So you are going to build an Armoir with the electric scissor jack? I build very custom stairs for a living now but used to build very high end cabinets for many years also. Are you going with the Accuride or Blum set up for the pocket doors?


----------



## mjdtexan (Feb 19, 2009)

I was considering Lift-Techs LT-100 Series Motorized Up/Down Lifts. I just cant work it out in my head on how it will go down past the bottles. I am beginning to think that maybe a sliding panel would be better. The panel would slide up and reveal the wine, or the panel would slide down and reveal the tv. I am not sure what kind of lift I would use for that. I am still looking. I am only a novice. I go out and make "primitive" stuff like bird houses, garden benches, dry sinks, out houses, etc etc. For some silly reason that stuff really sells to the rich crowd for out in their yards.


----------



## Wade E (Feb 19, 2009)

Maybe a server for a remote control car would work for that sliding panel.


----------



## mjdtexan (Feb 19, 2009)

Wade E said:


> Maybe a server for a remote control car would work for that sliding panel.


----------



## Wade E (Feb 19, 2009)

A server is what makes the car go forward or backwards or side to side all by remote control and sold at an RC hobby shop.


----------



## arcticsid (Feb 20, 2009)

*Now I feel Bad*

We should never have tricked you Mike, yeah it's true you'll need to get more batches going, it really doesn't take that long before you can drink it. Get a couple more going even if it's one gallons at atime, but thats no fun! Some of the gang in here are into kits, some into fruit, I think I may be one of those who do frozen concentrates. Mostly due to cost and availability of fresh fruits. Kits to me are like using bottled BBQ sauce, and I am sure I can imagine how you feel about that! I costed it out and if I make 5 gallons using frozen juice concentrate I can make a bottle of wine for around 80 cents(based on $1.50 per can, 3 cans for a gallon) May be a cost effective way to get another batch going right away, until you're prepared for the watermelon surprise! You're in a big city so you should have access to a wide varieties of flavors to choose from. Regardless of which direction you choose, we support you. If you think we tricked you thus far, I fear what you'll be saying next year at this time when you are working on your 100th gallon!!!!!!
Troy


----------



## mjdtexan (Feb 20, 2009)

I am actually out in the county, but I am near the big city. I feel really creepy anytime I have to go into the big city which is not often.


----------



## TheTooth (Feb 20, 2009)

mjdtexan said:


>



I think he meant to say a "servo".


----------



## arcticsid (Feb 20, 2009)

I can damn sure relate to the creepy feeling Mike been in Alaska almost 30 yrs, I could never imagine ever living in a city again. I don't even particularly going back to Milwaukee to see my family.
Troy


----------



## Wade E (Feb 20, 2009)

Yea Tooth, thats what I meant! Arcticsid, what you are doing with the frozen concentrate is exactly what a kit is so Im not really sure what you are getting at, it is a concentrate the same and they usually make a much better wine then a frozen concentrate ever will, Ive made quite a few of both!


----------



## arcticsid (Feb 21, 2009)

All I really meant Wade was that some of those kits can be a little spendy, and as long as you have the equipment and "chemicals" on hand already, using frozen concentrates may be a "cheap" way to have something going. I by no means am suggesting anything wrong with kits or fruit wines. In fact I am considering buying a kit just to give it a shot. I am interested in a Raspberry Merlot. Any recommendations on a brand for this type?
Troy


----------



## cpfan (Feb 21, 2009)

The only Raspeberry Merlot thatI am familiar with is a Niagaa Mist from Vineco. Probably tough to get in Alaska.

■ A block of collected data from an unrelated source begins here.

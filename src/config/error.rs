//! Configuration error types

use thiserror::Error;

/// Errors that can occur during configuration loading
#[derive(Debug, Error)]
pub enum ConfigError {
    #[error("Configuration loading failed: {0}")]
    LoadError(#[from] config::ConfigError),

    #[error("Validation failed: {0}")]
    ValidationFailed(#[from] ConfigValidationError),
}

/// Errors that can occur during configuration validation
#[derive(Debug, Clone, PartialEq, Eq, Error)]
pub enum ConfigValidationError {
    #[error("Invalid bind address '{0}'")]
    InvalidBindAddress(String),

    #[error("Invalid port number")]
    InvalidPort,

    #[error("Invalid request timeout")]
    InvalidTimeout,

    #[error("Heartbeat interval must be between 1 and 300 seconds")]
    InvalidHeartbeatInterval,

    #[error("Send timeout must be greater than zero")]
    InvalidSendTimeout,

    #[error("Outbox capacity must be greater than zero")]
    InvalidOutboxCapacity,

    #[error("Provider base URL must start with http:// or https://")]
    InvalidProviderUrl,

    #[error("Provider timeout must be greater than zero")]
    InvalidProviderTimeout,

    #[error("Provider base URL must use HTTPS in production")]
    ProviderUrlMustBeHttps,
}
//! Adapters - Implementations of ports and transports.
//!
//! - `guardian` - Puzzle provider scraping published crossword pages
//! - `fixtures` - Puzzle provider reading JSON files from disk
//! - `websocket` - Realtime channel over WebSocket, plus the shared wire messages
//! - `sse` - Realtime channel over a server-push stream and inbound POSTs
//! - `http` - Puzzle endpoints and router assembly

pub mod fixtures;
pub mod guardian;
pub mod http;
pub mod sse;
pub mod websocket;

http://www.vineco.on.ca/cgi-bin/display/display.cgi?ProdCat=285

Steve


----------



## Wade E (Feb 21, 2009)

All of those Mist kits are the same IMO but will produce a very low abv just so that you know, around 7%. I now make a few still for my wife or her friends adding around 3 1/2 lbs of sugar in the primary to bump up the abv to around 10 1/2 % and it works well but will voi the warranty. Im just saying that with the higher end kits they will produce most of the time a 15-20$ commercial wine for around $3 a bottle and soe will make a much better wine then most commercials unless your buying an$80 bottle. In examle, I made an Amarone which will beat most $50 bottles of commercial Amarone out there and my cost is about $4.50 per bottle and mine is only 14 months old compared to most that are usually at least 4 years old before they even are allowded to shelf it in a store.


----------



## mjdtexan (Feb 21, 2009)

Wade E said:


> All of those Mist kits are the same IMO but will produce a very low abv just so that you know, around 7%. I now make a few still for my wife or her friends adding around 3 1/2 lbs of sugar in the primary to bump up the abv to around 10 1/2 % and it works well but will voi the warranty. Im just saying that with the higher end kits they will produce most of the time a 15-20$ commercial wine for around $3 a bottle and soe will make a much better wine then most commercials unless your buying an$80 bottle. In examle, I made an Amarone which will beat most $50 bottles of commercial Amarone out there and my cost is about $4.50 per bottle and mine is only 14 months old compared to most that are usually at least 4 years old before they even are allowded to shelf it in a store.



I will be adding sugar. I've been reading your past post and have noticed that you have done that. I think I saw somewhere else (I think that was you) that you made a White Chocolate White Port. That is for sure on my wish list. I figured that the more expensive kits were better but I just wanted to try the cheaper kit just to get started.


----------



## Wade E (Feb 21, 2009)

That is a limited edition kit but some places still have them available like Finevinewines.


----------



## mjdtexan (Feb 22, 2009)

Wade E said:


> That is a limited edition kit but some places still have them available like Finevinewines.


I was over there reading your post about it, did it ever taste like white chocolate or did it stay butterscotch?


----------



## Wade E (Feb 22, 2009)

It is slowly creeping a little more to a slight White Chocolate but is still predominalty butterscotch IMO.


----------



## arcticsid (Feb 22, 2009)

Awarranty on a wine kit what do they quarantee?


----------



## Wade E (Feb 22, 2009)

They guaranty that you will not have any problems with it fermenting, going ad, and that you will like it our they will give you your money back or replace the kit!!!!!!!! It is true!!!!!!!


----------



## arcticsid (Feb 22, 2009)

How much of it do I need to drink before I decide I don't like it And then do I send them the remainder? Seriously, they really quarantee a wine kit?
Troy


----------